= YOUR OBJECTIVE =
Pull every line that includes the word "clearing" from the data.

= Stored items =
☆ ☆ ☆ ☆ ☆

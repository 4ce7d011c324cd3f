//! Credential lifecycle around authenticated operations

use std::future::Future;
use std::sync::Arc;

use async_trait::async_trait;
use dashmap::DashMap;
use tokio::sync::Mutex;
use tracing::{debug, info, warn};

use super::store::{Credential, SessionKey, TokenStore};
use crate::{Error, Result};

/// Mints a replacement credential from one the provider stopped accepting
#[async_trait]
pub trait TokenRefresher: Send + Sync {
    /// Exchange the current credential for a fresh one.
    ///
    /// # Errors
    ///
    /// Returns [`Error::InvalidGrant`] when the refresh token itself is no
    /// longer accepted and the user must re-authorize.
    async fn refresh(&self, current: &Credential) -> Result<Credential>;
}

/// Runs operations under a session's credential, refreshing once on expiry.
///
/// An operation that fails with [`Error::InvalidSession`] is retried exactly
/// once after a refresh. Concurrent expiries on the same session share one
/// refresh.
pub struct CredentialManager {
    store: Arc<dyn TokenStore>,
    refresher: Arc<dyn TokenRefresher>,
    refresh_locks: DashMap<SessionKey, Arc<Mutex<()>>>,
}

impl CredentialManager {
    /// Create a manager over the given store and refresher
    #[must_use]
    pub fn new(store: Arc<dyn TokenStore>, refresher: Arc<dyn TokenRefresher>) -> Self {
        Self {
            store,
            refresher,
            refresh_locks: DashMap::new(),
        }
    }

    /// Run `operation` with the session's credential.
    ///
    /// # Errors
    ///
    /// Returns [`Error::AuthorizationRequired`] when the session has no
    /// credential, when the refresh token is rejected, or when a freshly
    /// refreshed token is still not accepted. Other operation errors pass
    /// through unchanged.
    pub async fn execute<T, F, Fut>(&self, session: &SessionKey, operation: F) -> Result<T>
    where
        F: Fn(Credential) -> Fut,
        Fut: Future<Output = Result<T>>,
    {
        let credential = self
            .store
            .get(session)
            .ok_or(Error::AuthorizationRequired)?;

        match operation(credential.clone()).await {
            Err(Error::InvalidSession) => {
                debug!(session = %session, "Access token rejected, refreshing");
                let refreshed = self.refresh_credential(session, &credential).await?;

                match operation(refreshed).await {
                    Err(Error::InvalidSession) => {
                        warn!(
                            session = %session,
                            "Token rejected again after refresh, clearing credential"
                        );
                        self.store.clear(session)?;
                        Err(Error::AuthorizationRequired)
                    }
                    other => other,
                }
            }
            other => other,
        }
    }

    /// Replace the session's credential, deduplicating concurrent refreshes.
    ///
    /// Holders of a stale credential that lose the race adopt whatever the
    /// winner stored instead of refreshing again.
    async fn refresh_credential(
        &self,
        session: &SessionKey,
        failed: &Credential,
    ) -> Result<Credential> {
        let lock = self
            .refresh_locks
            .entry(session.clone())
            .or_insert_with(|| Arc::new(Mutex::new(())))
            .clone();
        let _guard = lock.lock().await;

        // A concurrent request may have finished the refresh while we
        // waited for the lock.
        if let Some(current) = self.store.get(session) {
            if current.access_token != failed.access_token {
                debug!(session = %session, "Adopting credential refreshed by concurrent request");
                return Ok(current);
            }
        }

        // The stale credential is evicted before the refresh call so a
        // failed refresh never leaves it behind.
        self.store.clear(session)?;

        let refreshed = match self.refresher.refresh(failed).await {
            Ok(credential) => credential,
            Err(Error::InvalidGrant) => {
                info!(session = %session, "Refresh token rejected, re-authorization required");
                return Err(Error::AuthorizationRequired);
            }
            Err(e) => return Err(e),
        };

        self.store.set(session, refreshed.clone())?;
        info!(session = %session, "Access token refreshed");
        Ok(refreshed)
    }
}
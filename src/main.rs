//! OAuth Relay - out-of-band token relay and authenticated proxy

use std::process::ExitCode;

use clap::Parser;
use tracing::{error, info};

use oauth_relay::{cli::Cli, config::Config, server::RelayServer, setup_tracing};

#[tokio::main]
async fn main() -> ExitCode {
    let cli = Cli::parse();

    // Setup tracing
    if let Err(e) = setup_tracing(&cli.log_level, cli.log_format.as_deref()) {
        eprintln!("Failed to setup tracing: {e}");
        return ExitCode::FAILURE;
    }

    // Load configuration
    let config = match Config::load(cli.config.as_deref()) {
        Ok(mut config) => {
            // Apply CLI overrides
            if let Some(port) = cli.port {
                config.server.port = port;
            }
            if let Some(ref host) = cli.host {
                config.server.host = host.clone();
            }
            config
        }
        Err(e) => {
            error!("Failed to load configuration: {e}");
            return ExitCode::FAILURE;
        }
    };

    if let Err(e) = config.validate() {
        error!("Invalid configuration: {e}");
        return ExitCode::FAILURE;
    }

    info!(
        version = env!("CARGO_PKG_VERSION"),
        host = %config.server.host,
        port = config.server.port,
        "Starting OAuth relay"
    );

    let server = match RelayServer::new(config) {
        Ok(s) => s,
        Err(e) => {
            error!("Failed to create server: {e}");
            return ExitCode::FAILURE;
        }
    };

    if let Err(e) = server.run().await {
        error!("Server error: {e}");
        return ExitCode::FAILURE;
    }

    info!("Shutdown complete");
    ExitCode::SUCCESS
}
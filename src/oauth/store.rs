//! Credential storage keyed by session

use std::fmt;

use base64::Engine as _;
use base64::engine::general_purpose::URL_SAFE_NO_PAD;
use dashmap::DashMap;
use rand::Rng as _;
use serde::{Deserialize, Serialize};

use crate::Result;

/// A provider credential held on behalf of one session.
///
/// This is the unit of replacement: a refresh never patches fields in
/// place, it swaps the whole value.
#[derive(Debug, Clone, PartialEq, Eq, Serialize, Deserialize)]
#[serde(rename_all = "camelCase")]
pub struct Credential {
    /// Bearer token presented to the provider API
    pub access_token: String,
    /// Long-lived token used to mint replacement access tokens
    pub refresh_token: Option<String>,
    /// Base URL of the instance this credential is scoped to
    pub instance_url: String,
    /// API version the browser page should use against the instance
    pub api_version: String,
}

/// Opaque key identifying one authorized session.
///
/// Minted when a callback completes, handed to the browser page, and
/// presented back as a bearer token on proxy calls.
#[derive(Debug, Clone, PartialEq, Eq, Hash, Serialize, Deserialize)]
#[serde(transparent)]
pub struct SessionKey(String);

impl SessionKey {
    /// Mint a fresh random key
    #[must_use]
    pub fn generate() -> Self {
        let mut bytes = [0u8; 32];
        rand::rng().fill_bytes(&mut bytes);
        Self(format!("sess_{}", URL_SAFE_NO_PAD.encode(bytes)))
    }

    /// The full key value
    #[must_use]
    pub fn as_str(&self) -> &str {
        &self.0
    }
}

impl From<&str> for SessionKey {
    fn from(value: &str) -> Self {
        Self(value.to_string())
    }
}

impl From<String> for SessionKey {
    fn from(value: String) -> Self {
        Self(value)
    }
}

impl fmt::Display for SessionKey {
    /// Truncated form, safe to log
    fn fmt(&self, f: &mut fmt::Formatter<'_>) -> fmt::Result {
        match self.0.char_indices().nth(12) {
            Some((idx, _)) => write!(f, "{}...", &self.0[..idx]),
            None => write!(f, "{}", self.0),
        }
    }
}

/// Storage for credentials keyed by session.
///
/// Implementations must tolerate clearing keys that were never set.
pub trait TokenStore: Send + Sync {
    /// Look up the credential for a session
    fn get(&self, session: &SessionKey) -> Option<Credential>;

    /// Store or replace the credential for a session
    ///
    /// # Errors
    ///
    /// Returns an error if the backing store rejects the write.
    fn set(&self, session: &SessionKey, credential: Credential) -> Result<()>;

    /// Remove the credential for a session. Absent keys are not an error.
    ///
    /// # Errors
    ///
    /// Returns an error if the backing store rejects the removal.
    fn clear(&self, session: &SessionKey) -> Result<()>;
}

/// In-memory token store
#[derive(Debug, Default)]
pub struct MemoryTokenStore {
    credentials: DashMap<SessionKey, Credential>,
}

impl MemoryTokenStore {
    /// Create an empty store
    #[must_use]
    pub fn new() -> Self {
        Self::default()
    }

    /// Number of sessions with a stored credential
    #[must_use]
    pub fn len(&self) -> usize {
        self.credentials.len()
    }

    /// Whether no session holds a credential
    #[must_use]
    pub fn is_empty(&self) -> bool {
        self.credentials.is_empty()
    }
}

impl TokenStore for MemoryTokenStore {
    fn get(&self, session: &SessionKey) -> Option<Credential> {
        self.credentials.get(session).map(|entry| entry.clone())
    }

    fn set(&self, session: &SessionKey, credential: Credential) -> Result<()> {
        self.credentials.insert(session.clone(), credential);
        Ok(())
    }

    fn clear(&self, session: &SessionKey) -> Result<()> {
        self.credentials.remove(session);
        Ok(())
    }
}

☆ ☆ ☆ ☆ ☆

= YOUR RESPONSE =
                            "Token rejected again after refresh, clearing credential"
/// Implementations must tolerate clearing keys that were never set.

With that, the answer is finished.